So, I can't believe I'm doing this, but the current state of affairs forces me to be an optimist and support the SEC, ESPN, and your telecom favorites (2 choose 1: Comcast & AT&T).

(1) ESPN College FB contracts may not be a bubble. Yes, NFL viewership is down & yes the theory that live football's audience is inelastic are showing cracks in the valuation assumptions. But, TV providers are getting better at providing customers with on-demand & streaming options and generating mobile & targeted ad revenue. It's less of a battle between cable provider and star networks than it use to be (when you own everything, why fight at all?). College educated folks + the 'ol so elusive tween demographics are valuable, yes (Idk, just what i hear).

(2) College football teams also have a positive net effect on alumni interactions with the school. Alumni go to games, which means they come to campus more often, which means they are more engaged with the university, which makes it easier to solicit money. Ask Emory's leadership what it's like trying to raise money from alumni when you don't have an engineering school or football team. No one donates money to their graduate school & no one wastes their trust fund on college donations (*assuming trust funds are the only source of income for Emory's liberal arts undergrads)

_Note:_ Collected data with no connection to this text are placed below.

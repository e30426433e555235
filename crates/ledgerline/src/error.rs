//! Errors surfaced to callers of the aggregator.

use thiserror::Error;

/// Result type for report operations.
pub type Result<T> = std::result::Result<T, ReportError>;

/// The only failures a report request can end with.
///
/// Registry outages, missing filings and unparsable documents never show up
/// here; they degrade individual report fields instead.
#[derive(Debug, Clone, PartialEq, Eq, Error)]
pub enum ReportError {
    /// No company name, or only whitespace
    #[error("company_name is required")]
    MissingInput,

    /// The registry search produced no usable company id
    #[error("Company number not found")]
    CompanyNotFound(String),
}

(3) College football is a big money business that's loosely regulated (or about to be, once the NCAA loses it's last mirage of power). I'm sure we can look at any number of other US industries and see a common path - blue chip assets will sore in value, causing a bubble somewhere in the low-high to middle & when it goes pop the blue chips will recover but the rest won't. I'm hoping GT's ACC affiliation keeps us in the blue chip range.

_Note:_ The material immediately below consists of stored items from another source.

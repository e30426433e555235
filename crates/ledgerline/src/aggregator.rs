//! Company report aggregation.
//!
//! One call to [`Aggregator::report`] is one pipeline:
//!
//! 1. Resolve the company name to a registry id (the only hard failure point)
//! 2. Fetch profile, officers, PSC and filing history concurrently
//! 3. Latest accounts filing → XHTML document → download → fact extraction
//! 4. Assemble the [`CompanyReport`]
//!
//! Steps 2 and 3 never fail the request; each failure is logged with the
//! company id and stage and leaves its field empty.

use crate::error::{ReportError, Result};
use crate::lookup::Lookup;
use crate::report::{CompanyIdentity, CompanyReport};
use ledgerline_data::registry::{DocumentResolver, FilingHistory, RegistrySource};
use ledgerline_data::{DataError, DocumentFetcher, FactExtractor, FactMapping};
use serde_json::Value;
use tracing::{info, instrument, warn};

/// Builds company reports from a registry source.
#[derive(Debug)]
pub struct Aggregator<S> {
    source: S,
    fetcher: DocumentFetcher,
    extractor: FactExtractor,
}

impl<S: RegistrySource> Aggregator<S> {
    /// Aggregator using the OS temp directory and the numeric-only fact filter.
    pub fn new(source: S) -> Self {
        Self {
            source,
            fetcher: DocumentFetcher::new(),
            extractor: FactExtractor::new(),
        }
    }

    /// Use `fetcher` for document downloads.
    pub fn with_fetcher(mut self, fetcher: DocumentFetcher) -> Self {
        self.fetcher = fetcher;
        self
    }

    /// Use `extractor` for fact extraction.
    pub const fn with_extractor(mut self, extractor: FactExtractor) -> Self {
        self.extractor = extractor;
        self
    }

    /// The underlying registry source.
    pub const fn source(&self) -> &S {
        &self.source
    }

    /// Resolve `company_name` to a registry id.
    ///
    /// The search uses the trimmed name; the identity keeps `company_name` as given.
    ///
    /// # Errors
    /// `MissingInput` for a blank name (no registry call is made) and
    /// `CompanyNotFound` for any search failure.
    pub async fn resolve(&self, company_name: &str) -> Result<CompanyIdentity> {
        let name = company_name.trim();
        if name.is_empty() {
            return Err(ReportError::MissingInput);
        }

        match self.source.search_company(name).await {
            Ok(company_id) => Ok(CompanyIdentity {
                name: company_name.to_string(),
                company_id,
            }),
            Err(e) => {
                warn!(company_name = name, stage = e.stage(), error = %e, "company search failed");
                Err(ReportError::CompanyNotFound(name.to_string()))
            }
        }
    }

    /// Build the full report for `company_name`.
    ///
    /// # Errors
    /// Only the errors of [`Self::resolve`].
    #[instrument(skip(self), fields(company_id))]
    pub async fn report(&self, company_name: &str) -> Result<CompanyReport> {
        let identity = self.resolve(company_name).await?;
        let company_id = identity.company_id.as_str();
        tracing::Span::current().record("company_id", company_id);

        let (profile, officers, psc, history) = tokio::join!(
            self.source.company_profile(company_id),
            self.source.officers(company_id),
            self.source.persons_with_significant_control(company_id),
            self.source.filing_history(company_id),
        );

        let financial_data = match self.financial_data(company_id, history).await {
            Ok(facts) => Lookup::Found(facts),
            Err(e) => {
                warn!(company_id, stage = e.stage(), error = %e, "financial data unavailable");
                Lookup::from_error(&e)
            }
        };

        let company_profile = passthrough(company_id, "company_profile", profile);
        let officers = passthrough(company_id, "officers", officers);
        let psc = passthrough(company_id, "psc", psc);

        let report = CompanyReport {
            financial_data,
            company_profile,
            officers,
            psc,
            company_id: identity.company_id,
            company_name: identity.name,
        };

        info!(
            company_id = %report.company_id,
            facts = report.financial_data.found().map_or(0, FactMapping::len),
            degraded = ?report.degraded_fields(),
            "report assembled"
        );
        Ok(report)
    }

    /// Financial facts from the latest accounts filing in `history`.
    ///
    /// The downloaded document is parsed on a blocking worker and deleted
    /// there, whether parsing succeeds or not.
    pub async fn financial_data(
        &self,
        company_id: &str,
        history: ledgerline_data::Result<FilingHistory>,
    ) -> ledgerline_data::Result<FactMapping> {
        let history = history?;
        let filing = history.latest_accounts()?;
        let document = DocumentResolver::new(&self.source).resolve(filing).await?;
        let artifact = self
            .fetcher
            .fetch(&self.source, company_id, &document)
            .await?;

        let extractor = self.extractor;
        tokio::task::spawn_blocking(move || extractor.extract_artifact(artifact))
            .await
            .map_err(|e| DataError::ExtractionFailed(format!("extraction task failed: {}", e)))?
    }
}

fn passthrough(
    company_id: &str,
    field: &'static str,
    result: ledgerline_data::Result<Value>,
) -> Lookup<Value> {
    if let Err(e) = &result {
        warn!(company_id, stage = e.stage(), field, error = %e, "registry lookup degraded");
    }
    Lookup::from_result(result)
}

(4) Why doesn't GT do to college football what we've done to corporate america? (i.e. replace expensive, inefficient labor with technology). I'm not talking players. I'm talking coaches. I know CPJ's contract is reasonable. And this isn't a rant about him. I also know Watson currently doesn't do anything besides sell gimmicks. But that type of platform is actually perfect for college football play calling. Put sensors in players shoulder pads to get dynamic performance stats, use historical play calling data, factor in down and distance & opposing coach tendencies, and loop in a live feed analysis of the other team's formation/personnel/splits to predict the play. (hell, maybe even go the Pat's route & intercept some signals intelligence. j/k, but kinda not). From their, choose the play with the highest likely success rate. . . seriously, I'm not a data expert, but shouldn't this be like a thing? No way a human can be better than big data in this task, right? Assuming GT + IBM partner and run this program at no cost & GT only has to hire position coach + recruiters & staff, etc. - what's our cost savings? a couple million a year?

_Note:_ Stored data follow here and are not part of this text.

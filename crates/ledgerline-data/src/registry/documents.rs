//! Document metadata and renderable document resolution.

use super::RegistrySource;
use super::filings::FilingRecord;
use crate::error::{DataError, Result};
use indexmap::IndexMap;
use serde::{Deserialize, Serialize};
use serde_json::Value;
use tracing::debug;

/// MIME type of inline-XBRL accounts documents.
pub const XHTML_CONTENT_TYPE: &str = "application/xhtml+xml";

/// Links section of a document metadata response.
#[derive(Debug, Clone, Default, PartialEq, Eq, Serialize, Deserialize)]
pub struct DocumentLinks {
    /// Metadata resource itself
    #[serde(default, rename = "self")]
    pub self_link: Option<String>,
    /// Document content endpoint
    #[serde(default)]
    pub document: Option<String>,
}

/// Metadata describing the representations available for a filed document.
#[derive(Debug, Clone, Default, PartialEq, Serialize, Deserialize)]
pub struct DocumentMetadata {
    /// Available representations keyed by MIME type
    #[serde(default)]
    pub resources: Option<IndexMap<String, Value>>,
    /// Related URLs
    #[serde(default)]
    pub links: DocumentLinks,
    /// Company the document belongs to
    #[serde(default)]
    pub company_number: Option<String>,
    /// Original filename
    #[serde(default)]
    pub filename: Option<String>,
}

/// A concrete document download the pipeline can perform.
#[derive(Debug, Clone, PartialEq, Eq)]
pub struct ResolvedDocument {
    /// Document content URL
    pub url: String,
    /// Value for the Accept header
    pub content_type: String,
}

impl DocumentMetadata {
    /// Returns true if a non-empty resource entry exists for `content_type`.
    pub fn advertises(&self, content_type: &str) -> bool {
        self.resources
            .as_ref()
            .and_then(|resources| resources.get(content_type))
            .is_some_and(is_present)
    }

    /// The XHTML download for this document, if one is advertised.
    ///
    /// # Errors
    /// Returns `DataError::NoRenderableDocument` when no XHTML resource is
    /// advertised or the metadata lacks a document link.
    pub fn xhtml_document(&self) -> Result<ResolvedDocument> {
        if !self.advertises(XHTML_CONTENT_TYPE) {
            return Err(DataError::NoRenderableDocument(format!(
                "{} not among advertised resources",
                XHTML_CONTENT_TYPE
            )));
        }

        let url = self
            .links
            .document
            .as_deref()
            .filter(|url| !url.is_empty())
            .ok_or_else(|| {
                DataError::NoRenderableDocument("metadata has no document link".to_string())
            })?;

        Ok(ResolvedDocument {
            url: url.to_string(),
            content_type: XHTML_CONTENT_TYPE.to_string(),
        })
    }
}

/// `null`, `false`, empty strings, arrays and objects count as not advertised.
fn is_present(value: &Value) -> bool {
    match value {
        Value::Null => false,
        Value::Bool(flag) => *flag,
        Value::String(s) => !s.is_empty(),
        Value::Array(items) => !items.is_empty(),
        Value::Object(fields) => !fields.is_empty(),
        Value::Number(_) => true,
    }
}

/// Turns a selected filing into a downloadable XHTML document.
#[derive(Debug)]
pub struct DocumentResolver<'a, S: ?Sized> {
    source: &'a S,
}

impl<'a, S: RegistrySource + ?Sized> DocumentResolver<'a, S> {
    /// Create a resolver reading metadata through `source`.
    pub const fn new(source: &'a S) -> Self {
        Self { source }
    }

    /// Resolve the XHTML rendering of `filing`.
    ///
    /// Missing metadata links, unreachable metadata and metadata without an
    /// XHTML resource all yield `DataError::NoRenderableDocument`.
    pub async fn resolve(&self, filing: &FilingRecord) -> Result<ResolvedDocument> {
        let metadata_url = filing.document_metadata_url().ok_or_else(|| {
            DataError::NoRenderableDocument("filing has no document metadata link".to_string())
        })?;

        let metadata = self
            .source
            .document_metadata(metadata_url)
            .await
            .map_err(|e| {
                DataError::NoRenderableDocument(format!("document metadata unavailable: {}", e))
            })?;

        let document = metadata.xhtml_document()?;
        debug!(url = %document.url, "resolved XHTML document");
        Ok(document)
    }
}

#[cfg(test)]
mod tests {
    use super::*;
    use serde_json::json;

    fn metadata(resources: Value, document: Option<&str>) -> DocumentMetadata {
        serde_json::from_value(json!({
            "resources": resources,
            "links": {
                "self": "https://document-api.test/document/abc",
                "document": document,
            }
        }))
        .unwrap()
    }

    #[test]
    fn test_xhtml_document_resolved() {
        let meta = metadata(
            json!({
                "application/pdf": {"content_length": 1000},
                "application/xhtml+xml": {"content_length": 5000}
            }),
            Some("https://document-api.test/document/abc/content"),
        );
        let document = meta.xhtml_document().unwrap();
        assert_eq!(document.url, "https://document-api.test/document/abc/content");
        assert_eq!(document.content_type, XHTML_CONTENT_TYPE);
    }

    #[test]
    fn test_pdf_only_is_not_renderable() {
        let meta = metadata(
            json!({"application/pdf": {"content_length": 1000}}),
            Some("https://document-api.test/document/abc/content"),
        );
        assert!(matches!(
            meta.xhtml_document(),
            Err(DataError::NoRenderableDocument(_))
        ));
    }

    #[test]
    fn test_empty_or_null_resource_is_not_advertised() {
        let doc = Some("https://document-api.test/document/abc/content");
        assert!(!metadata(json!({"application/xhtml+xml": {}}), doc).advertises(XHTML_CONTENT_TYPE));
        assert!(
            !metadata(json!({"application/xhtml+xml": null}), doc).advertises(XHTML_CONTENT_TYPE)
        );
        assert!(!metadata(Value::Null, doc).advertises(XHTML_CONTENT_TYPE));
    }

    #[test]
    fn test_missing_document_link() {
        let meta = metadata(json!({"application/xhtml+xml": {"content_length": 5}}), None);
        assert!(meta.advertises(XHTML_CONTENT_TYPE));
        assert!(matches!(
            meta.xhtml_document(),
            Err(DataError::NoRenderableDocument(_))
        ));
    }

    #[test]
    fn test_metadata_without_resources_key() {
        let meta: DocumentMetadata = serde_json::from_str(r#"{"links": {}}"#).unwrap();
        assert!(meta.resources.is_none());
        assert!(meta.xhtml_document().is_err());
    }
}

(5) GT could and should find a way to merge it's educational & societal progress pursuits with the brand & fandom inherent to its sport's teams. I'm a big believer that football stadiums need not be used only 10 times a year. GT can push it's online education & urban redevelopment / city of atlanta connection my establishing better connections with atlanta high schools. (i'm assuming this could be a driver to redevelop the westside - a big benefit for GT & establish recruiting pipelines with the high schools that produce some of the best players in the world).

(6) the NFL will never, ever pay for a minor league. They are the most powerful institution in the U.S. Don't expect them to negotiate or choose the net-benefit option.

We will never raise as much money as the schools we compete with for the AA. I'm actually a fan of keeping it that way. The last thing GT needs is to sink costs into miniature golf courses and lazy river for its football team & having our top 30 paid employees be football assistants. But, clearly there's a way to increase funding w/o wastefully diverting money.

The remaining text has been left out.